Salvador, Bahia. Ônibus lotado como o quê, sobe uma dona zungando com as compras numa sacola abarrotada. De degrau em degrau, lá vem ela depositando a matula no chão:

      – Licencinha, licencinha. Brigada, viu? Licencinha.

      Chega diante do cobrador, abre a carteirinha piquititinha e, como mágico puxando lenços das mangas do fraque, faz surgir uma nota de dez amassadinha. Suada, ofegante, vê o cobrador encher a mão de moedas para o troco. Com um sorriso obsequioso, pede:

      – O senhor faça o favor de não me dar moeda, sim?, que não tenho nem como carregar, num sabe?… 

      O cobrador faz que não ouve. Vai deixando pingar, uma a uma, as pratinhas na mão.

      – Moço, o senhor não me ouviu pedir? Me dê moeda não, faz favor!…

      O sujeito nem xite.
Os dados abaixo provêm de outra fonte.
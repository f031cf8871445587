// Copyright (c) 2026 100monkeys.ai
// SPDX-License-Identifier: AGPL-3.0
//! # Node Admin
//!
//! Fleet orchestrator for every host managed by this agent. It keeps exactly one
//! worker per desired host, fans freeze requests and suspensions out to the
//! workers, and periodically aggregates their health into process metrics.
//!
//! ## Freeze model
//!
//! The orchestrator starts frozen. A freeze is only confirmed (`is_frozen`)
//! once every worker has acknowledged it within the per-worker timeout.
//! Unfreezing takes effect immediately, whatever the workers answer.
//!
//! ## Metrics
//!
//! | Metric | Type | Labels |
//! |--------|------|--------|
//! | `aegis_host_nodes_image_loading` | gauge | `role` |
//! | `aegis_host_nodes_unhandled_exceptions_total` | counter | `role` |

use async_trait::async_trait;
use dashmap::DashMap;
use futures::future::join_all;
use parking_lot::Mutex;
use std::collections::{HashMap, HashSet};
use std::sync::Arc;
use std::time::Duration;
use tokio::task::JoinHandle;
use tokio::time::Instant;
use tokio_util::sync::CancellationToken;
use tracing::{debug, info, warn};

use crate::domain::config::FleetConfig;
use crate::domain::host::{HostSpec, Hostname};
use crate::domain::node_agent::{NodeAgent, NodeAgentContext, NodeAgentError, NodeAgentScheduler};

const IMAGE_LOADING_METRIC: &str = "aegis_host_nodes_image_loading";
const UNHANDLED_EXCEPTIONS_METRIC: &str = "aegis_host_nodes_unhandled_exceptions_total";
const METRICS_ROLE: &str = "docker";
const SHUTDOWN_POLL_INTERVAL: Duration = Duration::from_secs(10);

#[derive(Debug, Clone)]
pub struct NodeAdminConfig {
    /// How long each worker gets to acknowledge a freeze change.
    pub freeze_timeout: Duration,
    pub metrics_initial_delay: Duration,
    pub metrics_interval: Duration,
}

impl Default for NodeAdminConfig {
    fn default() -> Self {
        Self {
            freeze_timeout: Duration::from_secs(5),
            metrics_initial_delay: Duration::from_secs(10),
            metrics_interval: Duration::from_secs(55),
        }
    }
}

impl From<&FleetConfig> for NodeAdminConfig {
    fn from(fleet: &FleetConfig) -> Self {
        Self {
            freeze_timeout: fleet.freeze_timeout,
            metrics_initial_delay: fleet.metrics_initial_delay,
            metrics_interval: fleet.metrics_interval,
        }
    }
}

/// A worker's lifecycle half and scheduling half, handled as one unit.
pub struct NodeAgentWithScheduler {
    hostname: Hostname,
    agent: Arc<dyn NodeAgent>,
    scheduler: Arc<dyn NodeAgentScheduler>,
}

impl NodeAgentWithScheduler {
    pub fn new(
        hostname: Hostname,
        agent: Arc<dyn NodeAgent>,
        scheduler: Arc<dyn NodeAgentScheduler>,
    ) -> Self {
        Self {
            hostname,
            agent,
            scheduler,
        }
    }

    pub fn hostname(&self) -> &Hostname {
        &self.hostname
    }
}

#[async_trait]
impl NodeAgent for NodeAgentWithScheduler {
    async fn start(&self) -> Result<(), NodeAgentError> {
        self.agent.start().await
    }

    async fn stop(&self) -> Result<(), NodeAgentError> {
        self.agent.stop().await
    }

    async fn suspend(&self) -> Result<(), NodeAgentError> {
        self.agent.suspend().await
    }

    async fn stop_services(&self) -> Result<(), NodeAgentError> {
        self.agent.stop_services().await
    }

    async fn update_metrics_snapshot(&self) -> Result<(), NodeAgentError> {
        self.agent.update_metrics_snapshot().await
    }

    fn is_downloading_image(&self) -> bool {
        self.agent.is_downloading_image()
    }

    fn drain_unhandled_exception_count(&self) -> u32 {
        self.agent.drain_unhandled_exception_count()
    }
}

#[async_trait]
impl NodeAgentScheduler for NodeAgentWithScheduler {
    fn schedule_tick_with(&self, context: NodeAgentContext) {
        self.scheduler.schedule_tick_with(context)
    }

    async fn set_frozen(&self, frozen: bool, timeout: Duration) -> bool {
        self.scheduler.set_frozen(frozen, timeout).await
    }
}

pub trait NodeAgentWithSchedulerFactory: Send + Sync {
    fn create(&self, context: NodeAgentContext) -> NodeAgentWithScheduler;
}

/// Hosts started and stopped by one [`NodeAdmin::refresh`].
#[derive(Debug, Clone, Default, PartialEq)]
pub struct RefreshSummary {
    pub started: Vec<Hostname>,
    pub stopped: Vec<Hostname>,
    pub failed: Vec<Hostname>,
}

/// Result of one metrics aggregation pass.
#[derive(Debug, Clone, Copy, Default, PartialEq, Eq)]
pub struct NodeAgentMetricsSample {
    pub images_loading: usize,
    pub unhandled_exceptions: u64,
    pub snapshot_failures: usize,
}

struct FreezeState {
    want_frozen: bool,
    is_frozen: bool,
    freeze_started_at: Option<Instant>,
}

type AgentMap = DashMap<Hostname, Arc<NodeAgentWithScheduler>>;

pub struct NodeAdmin {
    factory: Arc<dyn NodeAgentWithSchedulerFactory>,
    config: NodeAdminConfig,
    agents: Arc<AgentMap>,
    freeze: Mutex<FreezeState>,
    refresh_lock: tokio::sync::Mutex<()>,
    shutdown_token: CancellationToken,
    metrics_task: Mutex<Option<JoinHandle<()>>>,
}

impl NodeAdmin {
    pub fn new(factory: Arc<dyn NodeAgentWithSchedulerFactory>, config: NodeAdminConfig) -> Self {
        Self {
            factory,
            config,
            agents: Arc::new(DashMap::new()),
            freeze: Mutex::new(FreezeState {
                want_frozen: true,
                is_frozen: true,
                freeze_started_at: Some(Instant::now()),
            }),
            refresh_lock: tokio::sync::Mutex::new(()),
            shutdown_token: CancellationToken::new(),
            metrics_task: Mutex::new(None),
        }
    }

    /// Make the managed set equal to the hostnames in `desired`: stop workers
    /// for hosts no longer listed, start workers for new ones, then hand every
    /// worker its latest context. Duplicate hostnames resolve to the last entry.
    pub async fn refresh(&self, desired: Vec<HostSpec>) -> RefreshSummary {
        let _guard = self.refresh_lock.lock().await;
        let mut summary = RefreshSummary::default();

        let mut contexts: HashMap<Hostname, NodeAgentContext> = HashMap::new();
        for spec in desired {
            contexts.insert(spec.hostname.clone(), NodeAgentContext::new(spec));
        }

        let current: HashSet<Hostname> = self.agents.iter().map(|e| e.key().clone()).collect();

        let mut removed: Vec<&Hostname> =
            current.iter().filter(|h| !contexts.contains_key(*h)).collect();
        removed.sort();
        for hostname in removed {
            let Some((_, agent)) = self.agents.remove(hostname) else {
                continue;
            };
            info!(hostname = %hostname, "Stopping node agent for host no longer wanted");
            if let Err(e) = agent.stop().await {
                warn!(hostname = %hostname, error = %e, "Failed to stop node agent cleanly");
            }
            summary.stopped.push(hostname.clone());
        }

        let mut added: Vec<&NodeAgentContext> = contexts
            .iter()
            .filter(|(h, _)| !current.contains(*h))
            .map(|(_, c)| c)
            .collect();
        added.sort_by(|a, b| a.hostname().cmp(b.hostname()));
        for context in added {
            let hostname = context.hostname().clone();
            let agent = Arc::new(self.factory.create(context.clone()));
            match agent.start().await {
                Ok(()) => {
                    info!(hostname = %hostname, "Started node agent");
                    self.agents.insert(hostname.clone(), agent);
                    summary.started.push(hostname);
                }
                Err(e) => {
                    warn!(hostname = %hostname, error = %e, "Failed to start node agent, retrying on next refresh");
                    summary.failed.push(hostname);
                }
            }
        }

        for (hostname, context) in contexts {
            if let Some(agent) = self.agents.get(&hostname).map(|e| e.value().clone()) {
                agent.schedule_tick_with(context);
            }
        }

        summary
    }

    /// Ask every worker to freeze or unfreeze. Returns whether all of them
    /// confirmed within the freeze timeout.
    pub async fn set_frozen(&self, frozen: bool) -> bool {
        {
            let mut state = self.freeze.lock();
            if state.want_frozen != frozen {
                state.want_frozen = frozen;
                state.freeze_started_at = frozen.then(Instant::now);
                info!(frozen, "Freeze state change requested");
            }
            if !frozen {
                state.is_frozen = false;
            }
        }

        let agents = self.snapshot();
        let timeout = self.config.freeze_timeout;
        let results = join_all(agents.iter().map(|agent| async move {
            let converged = agent.set_frozen(frozen, timeout).await;
            if !converged {
                debug!(hostname = %agent.hostname(), frozen, "Node agent has not converged to wanted freeze state yet");
            }
            converged
        }))
        .await;

        let not_converged = results.iter().filter(|c| !**c).count();
        if not_converged > 0 {
            info!(
                not_converged,
                total = results.len(),
                frozen,
                "Not all node agents converged to wanted freeze state"
            );
            return false;
        }

        if frozen {
            let mut state = self.freeze.lock();
            // An unfreeze may have raced this confirmation
            if state.want_frozen {
                state.is_frozen = true;
            }
        }
        true
    }

    pub fn is_frozen(&self) -> bool {
        self.freeze.lock().is_frozen
    }

    /// Time since the current freeze was requested, zero when not wanting to be frozen.
    pub fn frozen_duration(&self) -> Duration {
        self.freeze
            .lock()
            .freeze_started_at
            .map(|started| started.elapsed())
            .unwrap_or(Duration::ZERO)
    }

    /// Suspend and stop services on the given hosts. Unknown hostnames are
    /// ignored; a failure on one host does not stop the others. Services of a
    /// host whose suspend failed are left running.
    pub async fn stop_hosts(&self, hostnames: &[Hostname]) {
        let agents: Vec<Arc<NodeAgentWithScheduler>> = hostnames
            .iter()
            .filter_map(|h| self.agents.get(h).map(|e| e.value().clone()))
            .collect();

        join_all(agents.iter().map(|agent| async move {
            if let Err(e) = agent.suspend().await {
                warn!(hostname = %agent.hostname(), error = %e, "Failed to suspend node");
                return;
            }
            if let Err(e) = agent.stop_services().await {
                warn!(hostname = %agent.hostname(), error = %e, "Failed to stop services on node");
            }
        }))
        .await;
    }

    pub fn managed_hostnames(&self) -> Vec<Hostname> {
        let mut hostnames: Vec<Hostname> = self.agents.iter().map(|e| e.key().clone()).collect();
        hostnames.sort();
        hostnames
    }

    /// Run one metrics aggregation pass now.
    pub async fn update_node_agent_metrics(&self) -> NodeAgentMetricsSample {
        update_node_agent_metrics(&self.agents).await
    }

    /// Start the periodic metrics task.
    pub fn start(&self) {
        let mut task = self.metrics_task.lock();
        if task.is_some() {
            warn!("Node admin already started");
            return;
        }

        let agents = self.agents.clone();
        let token = self.shutdown_token.clone();
        let initial_delay = self.config.metrics_initial_delay;
        let interval = self.config.metrics_interval;

        info!(
            initial_delay_secs = initial_delay.as_secs(),
            interval_secs = interval.as_secs(),
            "Starting node agent metrics scheduler"
        );

        *task = Some(tokio::spawn(async move {
            let mut ticker = tokio::time::interval_at(Instant::now() + initial_delay, interval);
            ticker.set_missed_tick_behavior(tokio::time::MissedTickBehavior::Delay);
            loop {
                // A tick that fell due during a slow pass must not outrun shutdown
                tokio::select! {
                    biased;
                    _ = token.cancelled() => {
                        info!("Node agent metrics scheduler shutting down");
                        break;
                    }
                    _ = ticker.tick() => {
                        update_node_agent_metrics(&agents).await;
                    }
                }
            }
        }));
    }

    /// Stop the metrics task and every worker. Blocks until the metrics task
    /// has exited, however long an in-flight pass takes.
    pub async fn stop(&self) {
        self.shutdown_token.cancel();

        let agents = self.snapshot();
        join_all(agents.iter().map(|agent| async move {
            if let Err(e) = agent.stop().await {
                warn!(hostname = %agent.hostname(), error = %e, "Failed to stop node agent");
            }
        }))
        .await;

        let handle = self.metrics_task.lock().take();
        if let Some(mut handle) = handle {
            loop {
                match tokio::time::timeout(SHUTDOWN_POLL_INTERVAL, &mut handle).await {
                    Ok(Ok(())) => break,
                    Ok(Err(e)) => {
                        warn!(error = %e, "Metrics scheduler terminated abnormally");
                        break;
                    }
                    Err(_) => info!("Waiting for node agent metrics scheduler to shut down"),
                }
            }
        }

        info!("Node admin stopped");
    }

    fn snapshot(&self) -> Vec<Arc<NodeAgentWithScheduler>> {
        snapshot(&self.agents)
    }
}

fn snapshot(agents: &AgentMap) -> Vec<Arc<NodeAgentWithScheduler>> {
    agents.iter().map(|e| e.value().clone()).collect()
}

async fn update_node_agent_metrics(agents: &AgentMap) -> NodeAgentMetricsSample {
    let agents = snapshot(agents);
    let mut sample = NodeAgentMetricsSample::default();

    for agent in &agents {
        if agent.is_downloading_image() {
            sample.images_loading += 1;
        }
        sample.unhandled_exceptions += u64::from(agent.drain_unhandled_exception_count());
    }

    metrics::gauge!(IMAGE_LOADING_METRIC, "role" => METRICS_ROLE).set(sample.images_loading as f64);
    metrics::counter!(UNHANDLED_EXCEPTIONS_METRIC, "role" => METRICS_ROLE)
        .increment(sample.unhandled_exceptions);

    for agent in &agents {
        if let Err(e) = agent.update_metrics_snapshot().await {
            sample.snapshot_failures += 1;
            warn!(hostname = %agent.hostname(), error = %e, "Failed to update node agent metrics");
        }
    }

    debug!(
        images_loading = sample.images_loading,
        unhandled_exceptions = sample.unhandled_exceptions,
        "Updated node agent metrics"
    );
    sample
}
// Copyright (c) 2026 100monkeys.ai
// SPDX-License-Identifier: AGPL-3.0

pub mod rule_reconciler;
pub mod acl_maintainer;
pub mod node_admin;
pub mod node_agent;
pub mod state_updater;

pub use acl_maintainer::{AclConvergeReport, AclMaintainer};
pub use node_admin::{NodeAdmin, NodeAdminConfig, NodeAgentWithScheduler, NodeAgentWithSchedulerFactory};
pub use node_agent::{AclNodeAgent, AclNodeAgentFactory, NodeAgentContextManager};
pub use state_updater::NodeAdminStateUpdater;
Abre um sorriso bem do safado nos lábios finos e toca a contar as moedas.

      A nêga, gorda, enorme, braços que só duas maças de carne, fecha a cara, produz um beiço do tamanho da Bahia, junta as duas mãos em concha e proclama: 

      – Ponha aqui! Isso, pode por! Ponha!

      O cobrador, incauto, despeja a cascata de níqueis nas mãos dela. Assim que tilinta o último óbulo, ela arremessa tudo na cara do cujo que, apalermado, fica sem ação.

      – Agora apanhe tudo, sujeito descarado!, e me dê o troco de papel, tá me ouvindo?, que se não eu te lasco é de cima a baixo, seu um sem mãe!

      O pobre coitado se sacode da poltroninha e se põe a catar as moedas. O lotação inteiro ri da cena: ele, agachado; e ela, entalada na catraca, mãos nos ferros, qual capataz vigiando o eito. Terminada a tarefa, o moço passa o troco – em papel – olhando de solaio para a preta, agora mais giganta do que quando entrou. 

      Ela puxou num repelão as cédulas da mão dele. Contou uma a uma de cenho franzido. Olhou-o bem na cara lívida e disparou:

      – Abusado!

      A gargalhada estrondou entre os passageiros. E ela saiu arrastando sua sacola, agora mais pesada, digna como uma mãe de santo.